Do you expect anybody to believe that? “Sure.”
Corbett says there are many folks out there with “buyer's remorse” on the change of government from the old-school commission to the council-manager. They believe the commissioners got stuff done, unlike the part-time council.
So Corbett says he's trying to show that things can get done under this form of government. That's one reason why he and his four council allies, what I call the Ron Squad, are shaking things up and moving more aggressively than the previous council.
If you don't believe him, Corbett says, just watch next year when he appoints a charter commission to review how this form of government is working out. He promises not to pack it with his backers.
Swell, but the real proof of Corbett's council-manager affection will be in who is hired to be city manager No. 2.
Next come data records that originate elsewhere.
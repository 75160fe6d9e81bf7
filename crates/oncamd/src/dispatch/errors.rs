//! Failures surfaced while parsing and executing client requests.
//!
//! `Display` output is what clients receive in the response `error` field,
//! so several messages are fixed strings existing clients match on.

use thiserror::Error;

use crate::device_service::ServiceError;
use crate::registry::RegistryError;

/// Errors surfaced during request parsing and dispatch.
#[derive(Debug, Error)]
pub enum DispatchError {
    /// Frame was not a JSON request envelope. Logged and dropped.
    #[error("malformed message: {message}")]
    MalformedMessage {
        message: String,
        #[source]
        source: Option<serde_json::Error>,
    },

    /// `method` named nothing the daemon handles. Logged and dropped.
    #[error("unhandled method \"{method}\"")]
    UnknownMethod { method: String },

    /// `params` did not match the method's shape.
    #[error("invalid params: {message}")]
    InvalidParams { message: String },

    /// No registry entry at the requested address.
    #[error(transparent)]
    DeviceNotFound(#[from] RegistryError),

    /// The method needs a completed `connect` first.
    #[error("Not logged in to device {address}. Call 'connect' first")]
    NotAuthenticated { address: String },

    /// The device lacks the PTZ service.
    #[error("The specified device does not support PTZ.")]
    CapabilityUnsupported,

    /// Discovery replaced the entry while `connect` was in flight, so the
    /// new entry is still unauthenticated.
    #[error("Device {address} was replaced by discovery during connect. Call 'connect' again")]
    DeviceReplaced { address: String },

    /// The device call failed.
    #[error(transparent)]
    ExternalService(#[from] ServiceError),

    /// The handler failed unexpectedly.
    #[error("Internal server error")]
    Internal,
}

impl DispatchError {
    /// Malformed-frame error wrapping a JSON parse failure.
    pub fn from_json_error(source: serde_json::Error) -> Self {
        Self::MalformedMessage {
            message: source.to_string(),
            source: Some(source),
        }
    }

    /// Malformed-frame error with a custom message.
    pub fn malformed(message: impl Into<String>) -> Self {
        Self::MalformedMessage {
            message: message.into(),
            source: None,
        }
    }

    /// Unknown method error.
    pub fn unknown_method(method: impl Into<String>) -> Self {
        Self::UnknownMethod {
            method: method.into(),
        }
    }

    /// Invalid params error.
    pub fn invalid_params(message: impl Into<String>) -> Self {
        Self::InvalidParams {
            message: message.into(),
        }
    }

    /// Whether the error is dropped without answering the client.
    #[must_use]
    pub const fn is_silent(&self) -> bool {
        matches!(
            self,
            Self::MalformedMessage { .. } | Self::UnknownMethod { .. }
        )
    }
}
//! Supervises daemon launch sequencing and runtime orchestration.

use std::sync::Arc;

use tokio::task::JoinHandle;
use tracing::{info, warn};

use oncam_config::{Config, RuntimePaths};

use crate::bootstrap::{ConfigLoader, SystemConfigLoader, bootstrap_with};
use crate::device_service::{DeviceService, ServiceError};
use crate::discovery::{DiscoveryReconciler, ReadySignal, RescanTrigger, ready_gate};
use crate::dispatch::{DispatchConnectionHandler, Dispatcher};
use crate::health::{HealthReporter, StructuredHealthReporter};
use crate::onvif::OnvifDeviceService;
use crate::registry::SharedRegistry;
use crate::transport::{ConnectionHandler, HttpListener, ListenerHandle, SocketListener};

use super::errors::LaunchError;
use super::guard::{HealthState, ProcessGuard};
use super::privileges::drop_privileges;
use super::shutdown::{ProcessSignal, SignalSource, SystemSignals};
use super::{PROCESS_TARGET, SHUTDOWN_TIMEOUT};

/// Builds the [`DeviceService`] the daemon discovers and controls cameras with.
pub trait ServiceFactory: Send + Sync {
    /// Creates the service for `config`.
    fn build(&self, config: &Config) -> Result<Arc<dyn DeviceService>, ServiceError>;
}

impl<F> ServiceFactory for F
where
    F: Fn(&Config) -> Result<Arc<dyn DeviceService>, ServiceError> + Send + Sync,
{
    fn build(&self, config: &Config) -> Result<Arc<dyn DeviceService>, ServiceError> {
        self(config)
    }
}

/// Production factory backed by [`OnvifDeviceService`].
#[derive(Debug, Default, Clone, Copy)]
pub struct OnvifServiceFactory;

impl ServiceFactory for OnvifServiceFactory {
    fn build(&self, config: &Config) -> Result<Arc<dyn DeviceService>, ServiceError> {
        Ok(Arc::new(OnvifDeviceService::from_config(config)?))
    }
}

/// Collaborators required to launch the daemon runtime.
pub struct LaunchPlan<L, F, S> {
    pub loader: L,
    pub reporter: Arc<dyn HealthReporter>,
    pub services: F,
    pub signals: S,
}

/// Runs the daemon using the production collaborators.
pub async fn run_daemon() -> Result<(), LaunchError> {
    let plan = LaunchPlan {
        loader: SystemConfigLoader,
        reporter: Arc::new(StructuredHealthReporter::new()),
        services: OnvifServiceFactory,
        signals: SystemSignals::install()?,
    };
    run_daemon_with(plan).await
}

/// Runs the daemon with injected collaborators.
///
/// Client listeners only start once discovery has completed a cycle. SIGHUP
/// requests a rescan at any point; a shutdown signal before readiness exits
/// without binding anything.
pub async fn run_daemon_with<L, F, S>(plan: LaunchPlan<L, F, S>) -> Result<(), LaunchError>
where
    L: ConfigLoader,
    F: ServiceFactory,
    S: SignalSource,
{
    let LaunchPlan {
        loader,
        reporter,
        services,
        mut signals,
    } = plan;

    let daemon = bootstrap_with(&loader, Arc::clone(&reporter))?;
    let config = daemon.config().clone();
    let runtime_paths = RuntimePaths::from_config(&config)?;
    drop_privileges(config.process_identity(), runtime_paths.runtime_dir())?;

    let mut guard = ProcessGuard::acquire(runtime_paths)?;
    guard.write_pid(std::process::id())?;
    guard.write_health(HealthState::Starting)?;

    let service = services.build(&config)?;
    let registry = SharedRegistry::new();
    let (gate, ready) = ready_gate();
    let rescan = RescanTrigger::new();
    let discovery = tokio::spawn(
        DiscoveryReconciler::new(
            service,
            registry.clone(),
            Arc::clone(&reporter),
            config.discovery_interval(),
        )
        .run(gate, rescan.clone()),
    );

    let outcome = serve(&config, &guard, &*reporter, registry, ready, &rescan, &mut signals).await;
    discovery.abort();
    guard.write_health(HealthState::Stopping)?;
    let listeners = outcome?;
    stop_listeners(listeners).await?;
    await_discovery(discovery).await;
    info!(target: PROCESS_TARGET, "shutdown sequence completed");
    Ok(())
}

async fn serve<S: SignalSource>(
    config: &Config,
    guard: &ProcessGuard,
    reporter: &dyn HealthReporter,
    registry: SharedRegistry,
    mut ready: ReadySignal,
    rescan: &RescanTrigger,
    signals: &mut S,
) -> Result<Vec<ListenerHandle>, LaunchError> {
    loop {
        tokio::select! {
            opened = ready.wait() => {
                opened?;
                break;
            }
            signal = signals.next() => match signal? {
                ProcessSignal::Rescan => rescan.request(),
                ProcessSignal::Shutdown => {
                    info!(target: PROCESS_TARGET, "shutdown requested before discovery completed");
                    return Ok(Vec::new());
                }
            },
        }
    }

    let handler: Arc<dyn ConnectionHandler> =
        Arc::new(DispatchConnectionHandler::new(Dispatcher::new(registry)));
    let (listeners, endpoints) = start_listeners(config, handler).await?;
    reporter.listeners_ready(&endpoints);
    guard.write_health(HealthState::Ready)?;

    loop {
        match signals.next().await? {
            ProcessSignal::Rescan => rescan.request(),
            ProcessSignal::Shutdown => return Ok(listeners),
        }
    }
}

async fn start_listeners(
    config: &Config,
    handler: Arc<dyn ConnectionHandler>,
) -> Result<(Vec<ListenerHandle>, Vec<String>), LaunchError> {
    let socket = SocketListener::bind(config.daemon_socket())?;
    let mut endpoints = vec![
        socket
            .local_addr()
            .map_or_else(|| socket.endpoint().to_string(), |addr| format!("tcp://{addr}")),
    ];
    let mut listeners = vec![socket.start(Arc::clone(&handler))];

    if let Some(listen) = config.http_listen() {
        let http = HttpListener::bind(listen, config.http_root(), handler).await?;
        endpoints.push(
            http.local_addr()
                .map_or_else(|| format!("http://{listen}"), |addr| format!("http://{addr}")),
        );
        listeners.push(http.start());
    }
    Ok((listeners, endpoints))
}

async fn stop_listeners(listeners: Vec<ListenerHandle>) -> Result<(), LaunchError> {
    for listener in &listeners {
        listener.shutdown();
    }
    for listener in listeners {
        match tokio::time::timeout(SHUTDOWN_TIMEOUT, listener.join()).await {
            Ok(joined) => joined?,
            Err(_) => warn!(
                target: PROCESS_TARGET,
                timeout_ms = SHUTDOWN_TIMEOUT.as_millis(),
                "listener did not stop in time"
            ),
        }
    }
    Ok(())
}

async fn await_discovery(discovery: JoinHandle<()>) {
    if let Err(error) = discovery.await
        && !error.is_cancelled()
    {
        warn!(target: PROCESS_TARGET, %error, "discovery task failed");
    }
}
//! Errors surfaced while launching or supervising the daemon process.

use std::io;
use std::path::PathBuf;

use nix::errno::Errno;
use thiserror::Error;

use oncam_config::RuntimePathsError;

use crate::bootstrap::BootstrapError;
use crate::device_service::ServiceError;
use crate::discovery::GateClosed;
use crate::transport::ListenerError;

use super::privileges::PrivilegeError;
use super::shutdown::SignalError;

/// Errors surfaced while launching or supervising the daemon process.
#[derive(Debug, Error)]
pub enum LaunchError {
    /// Bootstrapping the daemon failed.
    #[error("daemon bootstrap failed: {source}")]
    Bootstrap {
        #[source]
        source: BootstrapError,
    },
    /// The runtime directory could not be resolved or created.
    #[error("failed to prepare runtime paths: {source}")]
    RuntimePaths {
        #[source]
        source: RuntimePathsError,
    },
    /// Switching to the configured user or group failed.
    #[error("failed to drop privileges: {source}")]
    Privileges {
        #[source]
        source: PrivilegeError,
    },
    /// The device service could not be constructed.
    #[error("failed to build device service: {source}")]
    Service {
        #[source]
        source: ServiceError,
    },
    /// Lock file creation failed.
    #[error("failed to create lock file '{path}': {source}")]
    LockCreate {
        path: PathBuf,
        #[source]
        source: io::Error,
    },
    /// A running daemon already holds the lock.
    #[error("daemon already running with pid {pid}")]
    AlreadyRunning {
        /// PID recorded in the existing PID file.
        pid: u32,
    },
    /// Removing a stale runtime artefact failed.
    #[error("failed to remove stale file '{path}': {source}")]
    Cleanup {
        path: PathBuf,
        #[source]
        source: io::Error,
    },
    /// Writing the PID file failed.
    #[error("failed to write pid file '{path}': {source}")]
    PidWrite {
        path: PathBuf,
        #[source]
        source: io::Error,
    },
    /// Writing the health snapshot failed.
    #[error("failed to write health snapshot '{path}': {source}")]
    HealthWrite {
        path: PathBuf,
        #[source]
        source: io::Error,
    },
    /// Serialising the health snapshot failed.
    #[error("failed to serialise health snapshot: {source}")]
    HealthSerialise {
        #[from]
        source: serde_json::Error,
    },
    /// Attempting to probe an existing PID failed.
    #[error("failed to check existing process {pid}: {source}")]
    CheckProcess { pid: u32, source: Errno },
    /// Health updates were attempted before writing the PID file.
    #[error("pid must be written before updating health state")]
    MissingPid,
    /// Installing or reading signal handlers failed.
    #[error("failed to await process signals: {source}")]
    Signals {
        #[source]
        source: SignalError,
    },
    /// Discovery stopped before the first successful cycle.
    #[error("discovery did not become ready: {source}")]
    Discovery {
        #[source]
        source: GateClosed,
    },
    /// A client listener failed to bind or stop.
    #[error("client listener failed: {source}")]
    Listener {
        #[source]
        source: ListenerError,
    },
}

impl From<BootstrapError> for LaunchError {
    fn from(source: BootstrapError) -> Self {
        Self::Bootstrap { source }
    }
}

impl From<RuntimePathsError> for LaunchError {
    fn from(source: RuntimePathsError) -> Self {
        Self::RuntimePaths { source }
    }
}

impl From<PrivilegeError> for LaunchError {
    fn from(source: PrivilegeError) -> Self {
        Self::Privileges { source }
    }
}

impl From<ServiceError> for LaunchError {
    fn from(source: ServiceError) -> Self {
        Self::Service { source }
    }
}

impl From<SignalError> for LaunchError {
    fn from(source: SignalError) -> Self {
        Self::Signals { source }
    }
}

impl From<GateClosed> for LaunchError {
    fn from(source: GateClosed) -> Self {
        Self::Discovery { source }
    }
}

impl From<ListenerError> for LaunchError {
    fn from(source: ListenerError) -> Self {
        Self::Listener { source }
    }
}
Corbett will play the lead in this drama. The council personnel committee guiding the search is now made up entirely of the Ron Squad. Gone is Corbett critic in chief, council member Tom Podzimek. “It seems like he's more interested in throwing grenades,” Corbett said. The mayor is not interested in hiring a search consultant.
Corbett says he has some people in mind, Iowans mostly, but didn't name names. He wants candidates who are city managers, but says private-sector types will get a look. He'd like to see a new manager hired by July, when the pushing and shoving begins over the Corps of Engineers' flood protection plan.
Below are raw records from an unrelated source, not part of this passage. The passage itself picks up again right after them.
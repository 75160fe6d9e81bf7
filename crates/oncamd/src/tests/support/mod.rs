//! Test doubles shared by the behavioural suites.

mod config_loader;
mod device_service;
mod reporter;
mod session;
mod signals;

pub use config_loader::{FailingConfigLoader, TestConfigLoader};
pub use device_service::{RecordingDeviceService, descriptor};
pub use reporter::{HealthEvent, RecordingHealthReporter};
pub use session::{RecordingSession, SessionCall};
pub use signals::ScriptedSignals;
If Corbett hires a strong manager, who shares his philosophy but also has enough cachet to project independent authority, it's a clear sign the mayor wants this form to survive.
If he brings in a weak figurehead to simply do his bidding, forget it.
“There's a difference between power and leadership,” Corbett says, insisting he's displaying the latter. But will he give back some of the power he now has? That's the $165,000 question.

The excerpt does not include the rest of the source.